I wanted to write a post on a new fMRI paper that looks really interesting. But in attempting to do so I felt the need to condense some of my own cloudy thoughts on fMRI. Think of this as one part explanation, one part rant, and one part thinking aloud.
Functional magnetic resonance imaging (fMRI) has become a popular tool for human neuroscience and experimental psychology. But its popularity masks several major issues of interpretation that call into question many of the generalizations fMRI researchers would like to make. These generalizations often lead to overzealous and premature brain-centric redefinitions of high-level concepts such as thinking, emotion, love, and pleasure.
Sensationalist elements in the media run with these redefinitions, taking advantage of secular society’s respect for science in order to promote an unfounded reductionist attitude towards psychological and cultural phenomena. A reductionist attitude feeds off two often contradictory human desires: one for simple, intuitive explanations, and the other for controversial, novel solutions. This biased transfer of ideas from the laboratory to the newspaper, the blog and the self-help book is responsible for a rash of fallacious oversimplifications, such as the use of dopamine as a synonym for “pleasure”. (It correlates with non-so-pleasurable events too.)

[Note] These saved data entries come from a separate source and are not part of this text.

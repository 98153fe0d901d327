// Copyright 2026 simdprune Authors. Licensed under MIT or Apache-2.0.

//! Shuffle-control tables for pruning lanes of a 128-bit vector.
//!
//! Row `mask` of [`MASK128_EPI16`] is a byte shuffle mask which moves every
//! 16-bit lane whose bit in `mask` is clear to the front of the vector, in
//! ascending lane order. The tail is filled with the last kept lane. When
//! every lane is removed the row is all `0xff`, which makes a byte shuffle
//! write zeros. [`MASK128_EPI32`] is the same for four 32-bit lanes.
//!
//! [`THINTABLE_EPI8`] only covers eight bytes. Two rows are combined at run
//! time to prune sixteen bytes, see [`thinprune_epi8`].

use std::io::{self, Write};

/// Number of 16-bit lanes in a 128-bit vector.
pub const LANES: usize = 8;

/// Filler used when no lane survives. The high bit zeroes the output byte.
pub const EMPTY: u8 = 0xff;

/// Packs the bytes of every kept `WIDTH`-byte lane to the front, then
/// repeats the last kept lane.
const fn pack_row<const WIDTH: usize>(mask: u8) -> [u8; 16] {
    let mut row = [0u8; 16];
    let mut len = 0;
    let mut last_kept: Option<usize> = None;

    let mut lane = 0;
    while lane < 16 / WIDTH {
        if mask >> lane & 1 == 0 {
            let mut b = 0;
            while b < WIDTH {
                row[len] = (lane * WIDTH + b) as u8;
                len += 1;
                b += 1;
            }
            last_kept = Some(lane);
        }
        lane += 1;
    }

    while len < row.len() {
        match last_kept {
            Some(lane) => {
                let mut b = 0;
                while b < WIDTH {
                    row[len] = (lane * WIDTH + b) as u8;
                    len += 1;
                    b += 1;
                }
            }
            None => {
                row[len] = EMPTY;
                len += 1;
            }
        }
    }
    row
}

/// Builds the 16-bit shuffle row for `mask`.
pub const fn shuffle_row(mask: u8) -> [u8; 16] {
    pack_row::<2>(mask)
}

/// Builds the 8-byte thin row for `mask`: kept byte indices first, zeros
/// after.
pub const fn thin_row(mask: u8) -> [u8; 8] {
    let mut row = [0u8; 8];
    let mut len = 0;
    let mut i = 0;
    while i < 8 {
        if mask >> i & 1 == 0 {
            row[len] = i;
            len += 1;
        }
        i += 1;
    }
    row
}

const fn build_table() -> [[u8; 16]; 256] {
    let mut table = [[0u8; 16]; 256];
    let mut mask = 0;
    while mask < table.len() {
        table[mask] = shuffle_row(mask as u8);
        mask += 1;
    }
    table
}

const fn build_epi32() -> [[u8; 16]; 16] {
    let mut table = [[0u8; 16]; 16];
    let mut mask = 0;
    while mask < table.len() {
        table[mask] = pack_row::<4>(mask as u8);
        mask += 1;
    }
    table
}

const fn build_thin() -> [[u8; 8]; 256] {
    let mut table = [[0u8; 8]; 256];
    let mut mask = 0;
    while mask < table.len() {
        table[mask] = thin_row(mask as u8);
        mask += 1;
    }
    table
}

pub static MASK128_EPI16: [[u8; 16]; 256] = build_table();

pub static MASK128_EPI32: [[u8; 16]; 16] = build_epi32();

pub static THINTABLE_EPI8: [[u8; 8]; 256] = build_thin();

/// Number of lanes kept when pruning with `mask`.
#[inline]
pub fn kept_lanes(mask: u8) -> usize {
    LANES - mask.count_ones() as usize
}

/// Writes every row of [`MASK128_EPI16`] as a line of `0x..,` literals.
pub fn write_rows<W: Write>(out: &mut W) -> io::Result<()> {
    for row in &MASK128_EPI16 {
        for byte in row {
            write!(out, "{:#x},", byte)?;
        }
        writeln!(out)?;
    }
    Ok(())
}

/// Software byte shuffle.
///
/// An index with the high bit set produces a zero byte, otherwise the low
/// four bits select the source byte.
pub(crate) fn shuffle_bytes(bytes: [u8; 16], control: &[u8; 16]) -> [u8; 16] {
    let mut out = [0u8; 16];
    for (o, &i) in out.iter_mut().zip(control) {
        if i & 0x80 == 0 {
            *o = bytes[usize::from(i & 0x0f)];
        }
    }
    out
}

/// Portable pruning of 16-bit lanes through the table.
pub fn prune(values: [u16; 8], mask: u8) -> [u16; 8] {
    let out = shuffle_bytes(lanes_to_bytes(values), &MASK128_EPI16[usize::from(mask)]);
    bytes_to_lanes(out)
}

/// Portable pruning of 32-bit lanes. Only the low four bits of `mask` count.
pub fn prune_epi32(values: [u32; 4], mask: u8) -> [u32; 4] {
    let out = shuffle_bytes(
        words_to_bytes(values),
        &MASK128_EPI32[usize::from(mask & 0x0f)],
    );
    bytes_to_words(out)
}

/// Shuffle control for [`thinprune_epi8`].
///
/// The high half's row is shifted up by one byte per byte kept in the low
/// half and OR'd in. Every byte not covered by a kept index selects byte 8.
pub(crate) fn thin_control(mask: u16) -> [u8; 16] {
    let [lo, hi] = mask.to_le_bytes();
    let pop = 8 - lo.count_ones() as usize;

    let mut high = [8u8; 16];
    for (h, &i) in high.iter_mut().zip(&THINTABLE_EPI8[usize::from(hi)]) {
        *h = i + 8;
    }

    let mut control = [0u8; 16];
    control[..8].copy_from_slice(&THINTABLE_EPI8[usize::from(lo)]);
    for (c, &h) in control[pop..].iter_mut().zip(&high) {
        *c |= h;
    }
    control
}

/// Portable pruning of bytes using the two-step thin table.
///
/// Bytes whose bit in `mask` is set are removed and the rest packed to the
/// front. Unlike the wide tables the tail is not padded with the last kept
/// byte; it repeats `values[8]`.
pub fn thinprune_epi8(values: [u8; 16], mask: u16) -> [u8; 16] {
    shuffle_bytes(values, &thin_control(mask))
}

/// Lays out eight lanes the way a 128-bit register holds them in memory.
pub(crate) fn lanes_to_bytes(values: [u16; 8]) -> [u8; 16] {
    let mut bytes = [0u8; 16];
    for (chunk, value) in bytes.chunks_exact_mut(2).zip(&values) {
        chunk.copy_from_slice(&value.to_le_bytes());
    }
    bytes
}

pub(crate) fn bytes_to_lanes(bytes: [u8; 16]) -> [u16; 8] {
    let mut values = [0u16; 8];
    for (value, chunk) in values.iter_mut().zip(bytes.chunks_exact(2)) {
        *value = u16::from_le_bytes([chunk[0], chunk[1]]);
    }
    values
}

pub(crate) fn words_to_bytes(values: [u32; 4]) -> [u8; 16] {
    let mut bytes = [0u8; 16];
    for (chunk, value) in bytes.chunks_exact_mut(4).zip(&values) {
        chunk.copy_from_slice(&value.to_le_bytes());
    }
    bytes
}

pub(crate) fn bytes_to_words(bytes: [u8; 16]) -> [u32; 4] {
    let mut values = [0u32; 4];
    for (value, chunk) in values.iter_mut().zip(bytes.chunks_exact(4)) {
        *value = u32::from_le_bytes([chunk[0], chunk[1], chunk[2], chunk[3]]);
    }
    values
}

#[cfg(test)]
mod tests {
    use super::*;
    use proptest::prelude::*;

    fn rendered() -> String {
        let mut buf = Vec::new();
        write_rows(&mut buf).unwrap();
        String::from_utf8(buf).unwrap()
    }

    /// Accepts `remaining` bytes, then fails every write.
    struct FailAfter {
        remaining: usize,
    }

    impl Write for FailAfter {
        fn write(&mut self, buf: &[u8]) -> io::Result<usize> {
            if self.remaining == 0 {
                return Err(io::Error::new(io::ErrorKind::BrokenPipe, "closed"));
            }
            let n = buf.len().min(self.remaining);
            self.remaining -= n;
            Ok(n)
        }

        fn flush(&mut self) -> io::Result<()> {
            Ok(())
        }
    }

    #[test]
    fn test_write_failure_propagates() {
        for &limit in &[0, 1, 100, 4096] {
            let err = write_rows(&mut FailAfter { remaining: limit }).unwrap_err();
            assert_eq!(err.kind(), io::ErrorKind::BrokenPipe, "limit {}", limit);
        }
        let total = rendered().len();
        assert!(write_rows(&mut FailAfter { remaining: total }).is_ok());
        assert!(write_rows(&mut FailAfter { remaining: total - 1 }).is_err());
    }

    #[test]
    fn test_line_count_and_width() {
        let text = rendered();
        let lines: Vec<&str> = text.lines().collect();
        assert_eq!(lines.len(), 256);
        assert!(text.ends_with('\n'));
        for line in lines {
            let tokens: Vec<&str> = line.split_terminator(',').collect();
            assert_eq!(tokens.len(), 16, "line {:?}", line);
            assert!(line.ends_with(','));
            for token in tokens {
                let digits = token.strip_prefix("0x").unwrap();
                assert!(!digits.is_empty());
                assert!(digits.chars().all(|c| matches!(c, '0'..='9' | 'a'..='f')));
            }
        }
    }

    #[test]
    fn test_deterministic() {
        assert_eq!(rendered(), rendered());
    }

    #[test]
    fn test_known_rows() {
        let text = rendered();
        let lines: Vec<&str> = text.lines().collect();
        assert_eq!(
            lines[0],
            "0x0,0x1,0x2,0x3,0x4,0x5,0x6,0x7,0x8,0x9,0xa,0xb,0xc,0xd,0xe,0xf,"
        );
        assert_eq!(
            lines[1],
            "0x2,0x3,0x4,0x5,0x6,0x7,0x8,0x9,0xa,0xb,0xc,0xd,0xe,0xf,0xe,0xf,"
        );
        assert_eq!(lines[255], "0xff,".repeat(16));
        assert_eq!(
            lines[0b1010_1010],
            "0x0,0x1,0x4,0x5,0x8,0x9,0xc,0xd,0xc,0xd,0xc,0xd,0xc,0xd,0xc,0xd,"
        );
    }

    #[test]
    fn test_token_bound() {
        for (mask, row) in MASK128_EPI16.iter().enumerate() {
            for &b in row {
                if mask == 255 {
                    assert_eq!(b, EMPTY);
                } else {
                    assert!(b < 16, "mask {:#x} has {:#x}", mask, b);
                }
            }
        }
    }

    #[test]
    fn test_table_matches_rows() {
        for mask in 0..=255u8 {
            assert_eq!(MASK128_EPI16[usize::from(mask)], shuffle_row(mask));
        }
    }

    #[test]
    fn test_epi32_rows() {
        assert_eq!(MASK128_EPI32[0], shuffle_row(0));
        assert_eq!(
            MASK128_EPI32[0b1010],
            [0, 1, 2, 3, 8, 9, 10, 11, 8, 9, 10, 11, 8, 9, 10, 11]
        );
        assert_eq!(
            MASK128_EPI32[0b0111],
            [12, 13, 14, 15, 12, 13, 14, 15, 12, 13, 14, 15, 12, 13, 14, 15]
        );
        assert_eq!(MASK128_EPI32[0b1111], [EMPTY; 16]);
    }

    #[test]
    fn test_thin_rows() {
        assert_eq!(THINTABLE_EPI8[0], [0, 1, 2, 3, 4, 5, 6, 7]);
        assert_eq!(THINTABLE_EPI8[1], [1, 2, 3, 4, 5, 6, 7, 0]);
        assert_eq!(THINTABLE_EPI8[0b1010_1010], [0, 2, 4, 6, 0, 0, 0, 0]);
        assert_eq!(THINTABLE_EPI8[0xff], [0; 8]);
    }

    #[test]
    fn test_thin_control() {
        assert_eq!(
            thin_control(0),
            [0, 1, 2, 3, 4, 5, 6, 7, 8, 9, 10, 11, 12, 13, 14, 15]
        );
        assert_eq!(
            thin_control(0b1010_1010_1010_1010),
            [0, 2, 4, 6, 8, 10, 12, 14, 8, 8, 8, 8, 8, 8, 8, 8]
        );
        assert_eq!(thin_control(0xffff), [8; 16]);
    }

    #[test]
    fn test_prune_all_removed() {
        assert_eq!(prune([1, 2, 3, 4, 5, 6, 7, 8], 0xff), [0; 8]);
        assert_eq!(prune_epi32([1, 2, 3, 4], 0x0f), [0; 4]);
    }

    #[test]
    fn test_prune_every_other() {
        let x = [0, 1, 2, 3, 4, 5, 6, 7];
        assert_eq!(prune(x, 0b1010_1010), [0, 2, 4, 6, 6, 6, 6, 6]);
        assert_eq!(prune(x, 0), x);
        assert_eq!(prune_epi32([0, 1, 2, 3], 0b1010), [0, 2, 2, 2]);
        assert_eq!(prune_epi32([0, 1, 2, 3], 0b1111_1010), [0, 2, 2, 2]);
    }

    proptest! {
        #[test]
        fn kept_pairs_then_padding(mask in any::<u8>()) {
            let row = shuffle_row(mask);
            let kept = kept_lanes(mask);
            let lanes: Vec<u8> = (0..8u8).filter(|b| mask >> b & 1 == 0).collect();
            prop_assert_eq!(lanes.len(), kept);
            for (pair, &lane) in row.chunks_exact(2).zip(&lanes) {
                prop_assert_eq!(pair, [2 * lane, 2 * lane + 1]);
            }
            let tail = match lanes.last() {
                Some(&lane) => [2 * lane, 2 * lane + 1],
                None => [EMPTY, EMPTY],
            };
            for pair in row.chunks_exact(2).skip(kept) {
                prop_assert_eq!(pair, tail);
            }
        }

        #[test]
        fn prune_packs_kept_lanes(values in any::<[u16; 8]>(), mask in any::<u8>()) {
            let out = prune(values, mask);
            let kept: Vec<u16> = (0..8)
                .filter(|&b| mask >> b & 1 == 0)
                .map(|b| values[b])
                .collect();
            prop_assert_eq!(&out[..kept.len()], &kept[..]);
            let fill = kept.last().copied().unwrap_or(0);
            prop_assert!(out[kept.len()..].iter().all(|&v| v == fill));
        }

        #[test]
        fn prune_epi32_packs_kept_lanes(values in any::<[u32; 4]>(), mask in 0..16u8) {
            let out = prune_epi32(values, mask);
            let kept: Vec<u32> = (0..4)
                .filter(|&b| mask >> b & 1 == 0)
                .map(|b| values[b])
                .collect();
            prop_assert_eq!(&out[..kept.len()], &kept[..]);
            let fill = kept.last().copied().unwrap_or(0);
            prop_assert!(out[kept.len()..].iter().all(|&v| v == fill));
        }

        #[test]
        fn thinprune_packs_kept_bytes(values in any::<[u8; 16]>(), mask in any::<u16>()) {
            let out = thinprune_epi8(values, mask);
            let kept: Vec<u8> = (0..16)
                .filter(|&b| mask >> b & 1 == 0)
                .map(|b| values[b])
                .collect();
            prop_assert_eq!(&out[..kept.len()], &kept[..]);
            prop_assert!(out[kept.len()..].iter().all(|&v| v == values[8]));
        }
    }
}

Neuroscientific redefinitions of high-level phenomena, even when inspired by an accurate scientific picture, often fall prey to the “mereological fallacy“, i.e., the conflating of parts of a phenomenon for the whole. Bits of muscle don’t dance, people do. And a free-floating brain doesn’t think or feel, a whole organism does.
But before dealing with the complex philosophical, sociological and semantic issues posed by neuroscience, we must be sure that we understand what the experimental techniques are actually telling us. fMRI experiments are usually interpreted as indicating which parts of the brain “light up” during a particular, task, event, or subjective experience. For instance, a recent news headline informs us that “Speed-Dating Lights Up Key Brain Areas“. The intuitive simplicity of such statements masks a hornets’ nest of interpretation problems.
What does an fMRI picture represent? fMRI results only reach statistical significance if the studies are carried out in a group of at least 5-10 people, so the “lighting up” is reliable only after pooling data [But see the edit below]. And in addition to averaging the data from multiple subjects, usually the experimenter must also average multiple trials for each subject. So the fMRI heat-map is an average of averages. Far from being a snapshot of the brain activity as it evolves through time, an fMRI heat-map is like a blurry composite photograph produced by superimposing several long-exposures of similar, non-identical things.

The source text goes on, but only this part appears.